The driving factor isn't the work itself, but the trauma surrounding it. You see a high burden of PTSD, anxiety, and depression that predates or coincides with substance use. For many, the drug use, especially "polysubstance" mixing of opioids and benzos, is a form of self-medication to numb the violence and stigma

https://onlinelibrary.wiley.com/doi/10.1111/acps.13559

The overdose is often a direct consequence of criminalization and policing. Research shows that when police target sex workers or create barriers to safe consumption sites, the odds of a fatal overdose more than double (AOR 2.15)

https://www.sciencedirect.com/science/article/abs/pii/S0955395922003668?fr=RR-2&ref=pdf_download&rr=9d06bca97a56066e

[–] mic_check_one_two@lemmy.dbzer0.com 2 points 10 hours ago* (last edited 10 hours ago)

I dated a cam girl for a while, (insert the obligatory “it’s not dating if you’re paying her lul” joke here), and she smoked a quarter per day.

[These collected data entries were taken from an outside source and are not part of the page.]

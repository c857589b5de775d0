//! onair - rundown rehearsal harness
//!
//! This library crate exposes the harness around `onair-core` for
//! integration testing.

pub mod config;
pub mod fixture;
pub mod rehearsal;
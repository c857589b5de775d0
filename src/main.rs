mod cli;

use onair::{
    config::{self, Config, OutputFormat},
    fixture,
    rehearsal::{self, RehearsalReport, StopReason},
};
use onair_core::{PartTimings, Rundown, Timestamp};

use anyhow::Result;
use clap::Parser;
use cli::{Cli, Commands};
use std::path::Path;

fn main() -> Result<()> {
    let cli = Cli::parse();

    let loaded = config::load_config_or_default(cli.config.as_deref());

    // Initialize logging
    // RUST_LOG wins, then --verbose, then the configured filter
    let env_filter = std::env::var("RUST_LOG").unwrap_or_else(|_| {
        if cli.verbose {
            "onair=trace,onair_core=trace".to_string()
        } else {
            loaded
                .as_ref()
                .map(|config| config.logging.filter.clone())
                .unwrap_or_else(|_| config::LoggingConfig::default().filter)
        }
    });

    tracing_subscriber::fmt()
        .with_env_filter(&env_filter)
        .with_writer(std::io::stderr)
        .init();

    match cli.command {
        Commands::Rehearse {
            fixture,
            takes,
            json,
        } => rehearse(&fixture, &loaded?, takes, json),
        Commands::Inspect { fixture } => inspect(&fixture),
        Commands::Validate {
            config: config_path,
        } => {
            let path = config_path.or(cli.config);
            validate_config(path.as_deref())
        }
        Commands::Version => {
            println!("onair {}", env!("CARGO_PKG_VERSION"));
            Ok(())
        }
    }
}

fn rehearse(path: &Path, config: &Config, takes: Option<usize>, json: bool) -> Result<()> {
    if !path.exists() {
        anyhow::bail!("Fixture does not exist: {:?}", path);
    }

    let mut rundown = fixture::load_rundown(path)?;
    let started_at = rehearsal::start_time(&config.rehearsal);

    tracing::info!("Rehearsing {:?} from {}", path, started_at);
    let report = rehearsal::rehearse(&mut rundown, &config.rehearsal, takes, started_at)?;

    if json || config.rehearsal.output == OutputFormat::Json {
        let json_str = serde_json::to_string_pretty(&report)?;
        println!("{}", json_str);
    } else {
        print_report(&report);
    }

    Ok(())
}

fn print_report(report: &RehearsalReport) {
    println!("Rundown: {} ({})", report.name, report.rundown);
    println!("Started: {}", format_timestamp(report.started_at));

    for step in &report.steps {
        let label = if step.take == 0 {
            "Activate".to_string()
        } else {
            format!("Take {}", step.take)
        };
        println!(
            "\n{} @ +{}ms: {}/{}",
            label,
            step.at - report.started_at,
            step.segment,
            step.part
        );
        println!("  Next: {}", step.next_part.as_deref().unwrap_or("-"));

        if let Some(ref timings) = step.timings {
            println!("  Timings: {}", format_timings(timings));
        }

        for entry in &step.infinite_pieces {
            println!(
                "  [{}] {} (since +{}ms)",
                entry.layer,
                entry.piece,
                entry.executed_at - report.started_at
            );
        }
    }

    let reason = match report.stopped {
        StopReason::EndOfRundown => "end of rundown",
        StopReason::TakeLimit => "take limit",
    };
    println!("\nStopped at {} after {} takes", reason, report.takes());
}

fn format_timings(timings: &PartTimings) -> String {
    let in_transition = timings
        .in_transition_start
        .map_or_else(|| "none".to_string(), |start| format!("{}ms", start));
    format!(
        "in-transition {}, pieces +{}ms, previous part +{}ms, post-roll {}ms",
        in_transition,
        timings.delay_start_of_pieces_duration,
        timings.previous_part_continue_into_part_duration,
        timings.post_roll_duration
    )
}

fn format_timestamp(ms: Timestamp) -> String {
    chrono::DateTime::from_timestamp_millis(ms)
        .map(|at| at.format("%Y-%m-%d %H:%M:%S%.3f UTC").to_string())
        .unwrap_or_else(|| ms.to_string())
}

fn inspect(path: &Path) -> Result<()> {
    if !path.exists() {
        anyhow::bail!("Fixture does not exist: {:?}", path);
    }

    let rundown = fixture::load_rundown(path)?;
    print_rundown(&rundown);
    Ok(())
}

fn print_rundown(rundown: &Rundown) {
    println!("Rundown: {} ({})", rundown.name(), rundown.id());
    println!("Active: {}", rundown.is_active());
    if rundown.last_time_modified() != 0 {
        println!("Modified: {}", format_timestamp(rundown.last_time_modified()));
    }

    println!("\nSegments: {}", rundown.segments().len());
    for segment in rundown.segments() {
        print!("  [{}] {} {}", segment.rank(), segment.id(), segment.name());
        if segment.is_on_air() {
            print!(" [on air]");
        }
        if segment.is_next() {
            print!(" [next]");
        }
        println!();

        for part in segment.parts() {
            print!(
                "      [{}] {} {} ({} pieces)",
                part.rank(),
                part.id(),
                part.name(),
                part.pieces().len()
            );
            if part.is_on_air() {
                print!(" [on air]");
            }
            if part.is_next() {
                print!(" [next]");
            }
            println!();

            for piece in part.pieces() {
                println!(
                    "        {} {} on {} ({}, {})",
                    piece.id(),
                    piece.piece_type(),
                    piece.layer(),
                    piece.piece_lifespan(),
                    piece.transition_type()
                );
            }
        }
    }

    let infinite = rundown.infinite_pieces();
    println!("\nInfinite pieces: {}", infinite.len());
    for piece in infinite {
        println!("  [{}] {}", piece.layer(), piece.id());
    }

    println!("Baseline objects: {}", rundown.baseline().len());
}

fn validate_config(path: Option<&Path>) -> Result<()> {
    match path {
        Some(p) => {
            println!("Validating config: {:?}", p);
            let config = config::load_config(p)?;
            println!("✓ Configuration is valid");
            println!("  Logging filter: {}", config.logging.filter);
            println!(
                "  Take interval: {}ms",
                config.rehearsal.take_interval_ms
            );
            println!("  Max takes: {}", config.rehearsal.max_takes);
            println!("  Output: {}", config.rehearsal.output);
        }
        None => {
            println!("No config file specified, using defaults");
            let config = Config::default();
            println!("Default config:");
            println!(
                "  Take interval: {}ms",
                config.rehearsal.take_interval_ms
            );
            println!("  Max takes: {}", config.rehearsal.max_takes);
        }
    }

    Ok(())
}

It was the only way she could tolerate the work.

Given, she was damned good at her job. She made more in 4 hours of streaming than my roommate and I made in a week combined. She literally made enough to cover her rent and bills in like three or four hours of work. So she could definitely afford to smoke that much, because basically everything after that first stream was disposable income for her. But she would get done with her stream and immediately hit a bowl to try and forget the work. And she’d basically be stoned until her next stream was scheduled to start.

If she had ever graduated to harder drugs, she 100% would have OD’ed. However, it’s also a little disingenuous to compare streamers/OnlyFans models with in-person sex workers. There’s a level of compartmentalization that online sex work creates. It’s definitely still reliant on building a parasocial relationship, but you’re not actually sleeping with Johns in person. Unless you’re doxxed, there’s very little personal risk involved. But with in-person sex work, all of that is inverted. Online sex work is obviously still sex work, but it’s definitely a different type of sex work.

It’s like comparing retail work with an Amazon warehouse. Both jobs suck in their own way, and they’re both fulfilling the same basic purpose of getting products to customers. But very few people would say that they’re the same job, and the stressors associated with each are unique.

[–] Appoxo@lemmy.dbzer0.com 1 points 10 hours ago

While yes, I agree that OnlyFans is sex work, I disagree with lumping the general "prostitute" from the street/brothel with the onlyfans/sex cam worker.

The remote nature keeps unsavory folk away by default (under the assumption that they arent doxxed) while sex work in person is, well, in person.